Stored data:
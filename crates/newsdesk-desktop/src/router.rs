//! # Routing
//!
//! The view-state enum. Each variant is one screen; views render purely
//! from [`crate::state::AppState`].

use dioxus::prelude::*;

use crate::components::Layout;
use crate::views::{
    Articles, Categories, CategoryArticles, Dashboard, Inspector, Login, Settings, Tokens, Users,
};

/// Application routes.
///
/// Everything but [`Route::Login`] is wrapped in the [`Layout`], which sends
/// the operator back to the login screen when no session is open.
#[derive(Clone, Routable, Debug, PartialEq)]
pub enum Route {
    /// Operator login.
    #[route("/login")]
    Login {},

    #[layout(Layout)]
    /// Collection counters.
    #[route("/")]
    Dashboard {},

    /// User management.
    #[route("/users")]
    Users {},

    /// Article management.
    #[route("/articles")]
    Articles {},

    /// Articles of one category.
    ///
    /// # Parameters
    ///
    /// * `name` - Category name
    #[route("/categories/:name/articles")]
    CategoryArticles { name: String },

    /// Category management.
    #[route("/categories")]
    Categories {},

    /// API token management.
    #[route("/tokens")]
    Tokens {},

    /// Raw REST request/response inspector.
    #[route("/inspector")]
    Inspector {},

    /// Connection details.
    #[route("/settings")]
    Settings {},
}
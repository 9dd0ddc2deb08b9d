//! # Console Errors
//!
//! The error taxonomy surfaced to the user interface.

use thiserror::Error;

use crate::api::ApiError;
use crate::transport::Operation;

/// Why a login was refused or an operation required one.
#[derive(Error, Debug, Clone, PartialEq, Eq)]
pub enum AuthFailure {
    /// Backend rejected the username/password pair.
    #[error("invalid username or password")]
    InvalidCredentials,

    /// Credentials are valid but the account is not an administrator.
    #[error("access is restricted to administrators")]
    NotAdministrator,

    /// No session is open.
    #[error("not logged in")]
    NotLoggedIn,
}

/// Errors returned by console operations.
///
/// None of these is fatal: the interface shows them and carries on.
#[derive(Error, Debug)]
pub enum AdminError {
    /// Login refused, or no session. Shown inline on the login screen.
    #[error("authentication failed: {0}")]
    Authentication(#[from] AuthFailure),

    /// Input rejected before any request was sent.
    #[error("{0}")]
    Validation(String),

    /// The final transport attempt failed.
    #[error("{operation} failed: {source}")]
    Failed {
        /// What was attempted.
        operation: Operation,
        /// Last transport error.
        source: ApiError,
    },
}

impl AdminError {
    /// Whether the error was raised before any network round-trip.
    #[must_use]
    pub fn is_client_side(&self) -> bool {
        matches!(self, Self::Validation(_) | Self::Authentication(AuthFailure::NotLoggedIn))
    }
}

/// Result type for console operations.
pub type AdminResult<T> = Result<T, AdminError>;
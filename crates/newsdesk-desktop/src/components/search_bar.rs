use dioxus::prelude::*;

/// Filter input for a cached listing.
#[component]
pub fn SearchBar(value: Signal<String>, placeholder: String) -> Element {
    let mut value = value;

    rsx! {
        input {
            class: "search-input",
            r#type: "search",
            placeholder: "{placeholder}",
            value: "{value}",
            oninput: move |evt| value.set(evt.value()),
        }
    }
}
//! # UI Components
//!
//! Reusable UI components for the Newsdesk desktop application.
//!
//! - [`Layout`] - Main application layout wrapper
//! - [`Sidebar`] - Navigation sidebar
//! - [`Header`] - Application header
//! - [`BusyOverlay`] / [`AlertDialog`] / [`ConfirmDialog`] - Modal overlays
//! - [`CodeView`] - Highlighted response body
//! - [`SearchBar`] - Listing filter input

mod code_view;
mod header;
mod layout;
mod overlay;
mod search_bar;
mod sidebar;

pub use code_view::CodeView;
pub use header::Header;
pub use layout::Layout;
pub use overlay::{AlertDialog, BusyOverlay, ConfirmDialog};
pub use search_bar::SearchBar;
pub use sidebar::Sidebar;
//! # RPC Transport
//!
//! SOAP transport for the user-management web service.
//!
//! The service is located through its WSDL document, fetched once at login.
//! [`RpcClient`] offers the five user operations the service publishes; any
//! failure is reported as an [`RpcError`], which the transport selector
//! treats as "RPC unavailable".

mod client;
mod envelope;
mod error;
mod wsdl;

pub use client::{RpcClient, SERVICE_DESCRIPTION_PATH};
pub use envelope::{Param, Reply};
pub use error::{RpcError, RpcResult};
pub use wsdl::ServiceDescription;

▶ [WHAT THE EXERCISE ASKS]: Write out every record shown above, word for word.

▶ [TASK RESULT]:
filename crates/newsdesk-desktop/src/router.rs
//! # Routing
//!
//! The view-state enum. Each variant is one screen; views render purely
//! from [`crate::state::AppState`].

use dioxus::prelude::*;

use crate::components::Layout;
use crate::views::{
    Articles, Categories, CategoryArticles, Dashboard, Inspector, Login, Settings, Tokens, Users,
};

/// Application routes.
///
/// Everything but [`Route::Login`] is wrapped in the [`Layout`], which sends
/// the operator back to the login screen when no session is open.
#[derive(Clone, Routable, Debug, PartialEq)]
pub enum Route {
    /// Operator login.
    #[route("/login")]
    Login {},

    #[layout(Layout)]
    /// Collection counters.
    #[route("/")]
    Dashboard {},

    /// User management.
    #[route("/users")]
    Users {},

    /// Article management.
    #[route("/articles")]
    Articles {},

    /// Articles of one category.
    ///
    /// # Parameters
    ///
    /// * `name` - Category name
    #[route("/categories/:name/articles")]
    CategoryArticles { name: String },

    /// Category management.
    #[route("/categories")]
    Categories {},

    /// API token management.
    #[route("/tokens")]
    Tokens {},

    /// Raw REST request/response inspector.
    #[route("/inspector")]
    Inspector {},

    /// Connection details.
    #[route("/settings")]
    Settings {},
}
repository 9dd0ddc2deb08b9d
//! # Console Errors
//!
//! The error taxonomy surfaced to the user interface.

use thiserror::Error;

use crate::api::ApiError;
use crate::transport::Operation;

/// Why a login was refused or an operation required one.
#[derive(Error, Debug, Clone, PartialEq, Eq)]
pub enum AuthFailure {
    /// Backend rejected the username/password pair.
    #[error("invalid username or password")]
    InvalidCredentials,

    /// Credentials are valid but the account is not an administrator.
    #[error("access is restricted to administrators")]
    NotAdministrator,

    /// No session is open.
    #[error("not logged in")]
    NotLoggedIn,
}

/// Errors returned by console operations.
///
/// None of these is fatal: the interface shows them and carries on.
#[derive(Error, Debug)]
pub enum AdminError {
    /// Login refused, or no session. Shown inline on the login screen.
    #[error("authentication failed: {0}")]
    Authentication(#[from] AuthFailure),

    /// Input rejected before any request was sent.
    #[error("{0}")]
    Validation(String),

    /// The final transport attempt failed.
    #[error("{operation} failed: {source}")]
    Failed {
        /// What was attempted.
        operation: Operation,
        /// Last transport error.
        source: ApiError,
    },
}

impl AdminError {
    /// Whether the error was raised before any network round-trip.
    #[must_use]
    pub fn is_client_side(&self) -> bool {
        matches!(self, Self::Validation(_) | Self::Authentication(AuthFailure::NotLoggedIn))
    }
}

/// Result type for console operations.
pub type AdminResult<T> = Result<T, AdminError>;
filename crates/newsdesk-desktop/src/components/search_bar.rs
use dioxus::prelude::*;

/// Filter input for a cached listing.
#[component]
pub fn SearchBar(value: Signal<String>, placeholder: String) -> Element {
    let mut value = value;

    rsx! {
        input {
            class: "search-input",
            r#type: "search",
            placeholder: "{placeholder}",
            value: "{value}",
            oninput: move |evt| value.set(evt.value()),
        }
    }
}
//! # UI Components
//!
//! Reusable UI components for the Newsdesk desktop application.
//!
//! - [`Layout`] - Main application layout wrapper
//! - [`Sidebar`] - Navigation sidebar
//! - [`Header`] - Application header
//! - [`BusyOverlay`] / [`AlertDialog`] / [`ConfirmDialog`] - Modal overlays
//! - [`CodeView`] - Highlighted response body
//! - [`SearchBar`] - Listing filter input

mod code_view;
mod header;
mod layout;
mod overlay;
mod search_bar;
mod sidebar;

pub use code_view::CodeView;
pub use header::Header;
pub use layout::Layout;
pub use overlay::{AlertDialog, BusyOverlay, ConfirmDialog};
pub use search_bar::SearchBar;
pub use sidebar::Sidebar;
//! # RPC Transport
//!
//! SOAP transport for the user-management web service.
//!
//! The service is located through its WSDL document, fetched once at login.
//! [`RpcClient`] offers the five user operations the service publishes; any
//! failure is reported as an [`RpcError`], which the transport selector
//! treats as "RPC unavailable".

mod client;
mod envelope;
mod error;
mod wsdl;

pub use client::{RpcClient, SERVICE_DESCRIPTION_PATH};
pub use envelope::{Param, Reply};
pub use error::{RpcError, RpcResult};
pub use wsdl::ServiceDescription;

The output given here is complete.